Tuesday, April 7, 2020

The Thick Blue Line


Yesterday at a local pharmacy, I found myself standing outside in the mid-morning sun behind a thick blue duct-taped line. It was the establishment’s noble attempt at social distancing. The pharmacy was only permitting a certain number of customers in at a time. There were thick blue lines to stand behind inside, too.

On another front, I noticed this past week a police cruiser with flashing lights in front of a neighborhood supermarket. Apparently the place requires law-enforcement presence to at once maintain social distancing and order. I shop nearby at this so-called gourmet market—i.e., more expensive prices on most things, including the ordinary—that is not yet rationing the number of people allowed in the store. It has, though, devised various detours and a novel waiting-on-line procedure to keep one and all sufficiently apart. Honestly, I don’t think it’s working as planned. Anyway, it’s startling to see this market, which once upon a time put a premium on presentation and fully stocked shelves. Now it looks like General Sherman’s army has passed through it on their March to the Sea.

Really, it’s unsettling enough to be shopping amidst mayhem, but I can do without a raving lunatic added to the general pandemonium. Today it was this middle-aged guy—who wasn’t wearing a mask, by the way—loudly jabbering away about Governor Cuomo. He assigned the governor full blame for the lengthy circuitous line and out-of-stocks in the market. Another annoying fellow was on said line, but kept leaving his cart unattended to secure more booty. Get on line or get off of it!

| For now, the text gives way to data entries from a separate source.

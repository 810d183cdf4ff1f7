//! Coordinate systems for Tactica boards.
//!
//! Provides the [`CoordinateSystem`] trait and two backends:
//!
//! - [`SquareGrid`]: 8-connected square cells, weighted octile distance
//! - [`HexGrid`]: flat-top axial hexes, cube distance
//!
//! Both answer out-of-range queries with `false`/`None` rather than errors.

#![deny(missing_docs)]
#![deny(rustdoc::broken_intra_doc_links)]
#![forbid(unsafe_code)]

pub mod compliance;
pub mod error;
pub mod hex;
pub mod space;
pub mod square;

pub use error::SpaceError;
pub use hex::{cube_distance, cube_round, HexGrid, HEX_DIRECTIONS};
pub use space::{CoordinateSystem, MAX_DIM};
pub use square::{SquareGrid, DIAGONAL_COST, SQUARE_DIRECTIONS, STRAIGHT_COST};
//! CoordinateSystem trait compliance test helpers.
//!
//! These functions verify that a backend satisfies the invariants required
//! by the trait contract. Reused by the square and hex test modules and by
//! downstream crates that wrap a backend.

use crate::space::CoordinateSystem;
use indexmap::IndexSet;
use tactica_core::Layer;

/// Assert that `distance(a, a) == 0` for all cells.
pub fn assert_distance_reflexive(space: &dyn CoordinateSystem) {
    for c in space.canonical_ordering() {
        let d = space.distance(c, c);
        assert_eq!(d, 0, "distance({c}, {c}) = {d}, expected 0");
    }
}

/// Assert that `distance(a, b) == distance(b, a)` for all cell pairs.
pub fn assert_distance_symmetric(space: &dyn CoordinateSystem) {
    let cells = space.canonical_ordering();
    for &a in &cells {
        for &b in &cells {
            let (dab, dba) = (space.distance(a, b), space.distance(b, a));
            assert_eq!(dab, dba, "distance({a}, {b}) = {dab} != distance({b}, {a}) = {dba}");
        }
    }
}

/// Assert triangle inequality: `d(a, c) <= d(a, b) + d(b, c)` for all triples.
pub fn assert_distance_triangle_inequality(space: &dyn CoordinateSystem) {
    let cells = space.canonical_ordering();
    for &a in &cells {
        for &b in &cells {
            for &c in &cells {
                let dac = space.distance(a, c);
                let dab = space.distance(a, b);
                let dbc = space.distance(b, c);
                assert!(
                    dac <= dab + dbc,
                    "triangle inequality violated: d({a},{c})={dac} > d({a},{b})={dab} + d({b},{c})={dbc}"
                );
            }
        }
    }
}

/// Assert that `b in neighbours(a)` implies `a in neighbours(b)`.
pub fn assert_neighbours_symmetric(space: &dyn CoordinateSystem) {
    for c in space.canonical_ordering() {
        for nb in space.neighbours_in_bounds(c) {
            assert!(
                space.neighbours_in_bounds(nb).contains(&c),
                "neighbour symmetry violated: {nb} in N({c}) but {c} not in N({nb})"
            );
        }
    }
}

/// Assert that `canonical_ordering` lists exactly `cell_count` unique cells,
/// each at its own linear index.
pub fn assert_canonical_ordering_complete(space: &dyn CoordinateSystem) {
    let ordering = space.canonical_ordering();
    assert_eq!(
        ordering.len(),
        space.cell_count(),
        "canonical_ordering length ({}) != cell_count ({})",
        ordering.len(),
        space.cell_count()
    );
    let unique: IndexSet<_> = ordering.iter().collect();
    assert_eq!(unique.len(), space.cell_count(), "canonical_ordering has duplicates");
    for (i, &c) in ordering.iter().enumerate() {
        assert_eq!(space.to_index(c), Some(i), "to_index({c}) disagrees with ordering");
    }
}

/// Assert that every cell maps to world space and back to itself.
pub fn assert_world_round_trip(space: &dyn CoordinateSystem) {
    for c in space.canonical_ordering() {
        for layer in Layer::ALL {
            let w = space.grid_to_world(c, layer);
            assert_eq!(space.cell_at(w), Some(c), "world round trip failed for {c} on {layer:?}");
        }
    }
}

/// Assert that `movement_reach` stays on the board and contains its centre.
pub fn assert_reach_in_bounds(space: &dyn CoordinateSystem) {
    for c in space.canonical_ordering() {
        let reach = space.movement_reach(c, 2);
        assert!(reach.contains(&c), "reach from {c} misses the centre");
        assert!(reach.iter().all(|&p| space.in_bounds(p)), "reach from {c} leaves the board");
    }
}

/// Run every compliance check on a backend.
pub fn run_full_compliance(space: &dyn CoordinateSystem) {
    assert_distance_reflexive(space);
    assert_distance_symmetric(space);
    assert_distance_triangle_inequality(space);
    assert_neighbours_symmetric(space);
    assert_canonical_ordering_complete(space);
    assert_world_round_trip(space);
    assert_reach_in_bounds(space);
}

Witnessing so many people with their shopping carts piled high, my thoughts led me back to a simpler time, the 1970s, and a very special grocery store. Actually, it was a pantry in a neighbor’s basement. The teen-aged me dubbed it “the grocery store” because its shelves were always full of every canned good and non-perishable item imaginable. This family wasn’t about to go hungry during a pandemic, nuclear war, or Category 5 hurricane. The wind beneath the wings of that one-of-a-kind grocery store was the man of the house who worked at Grand Union, an area supermarket chain that has gone the way of the Great Auk. I vividly recall him arriving home on summer evenings with box loads of foods, foodstuffs, and more to keep the grocery store well stocked for that inevitable rainy day.

While revisiting that colorful snapshot in time, I thought about being a kid then as opposed to now. In those days, we spent a great deal of time outdoors. Being under house arrest, as it were, would have been a big deal. But being cooped up in the house is the norm for contemporary youth and where they want to be. They spend most of their free time inside, pandemic or no pandemic, staring at their iPhones and notepads. 

Some forty and fifty years ago, my thoughts were on more temperate weather and baseball during the first few weeks of spring. So the calendar decreed: Break out the mitts and have a catch. This simple act of social distancing is what so many of us did on countless occasions from March through October. Yes, it was an outside world that we lived in and there was always something to do, even if it was just a catch. Sheltering in place would have seriously cramped our styles.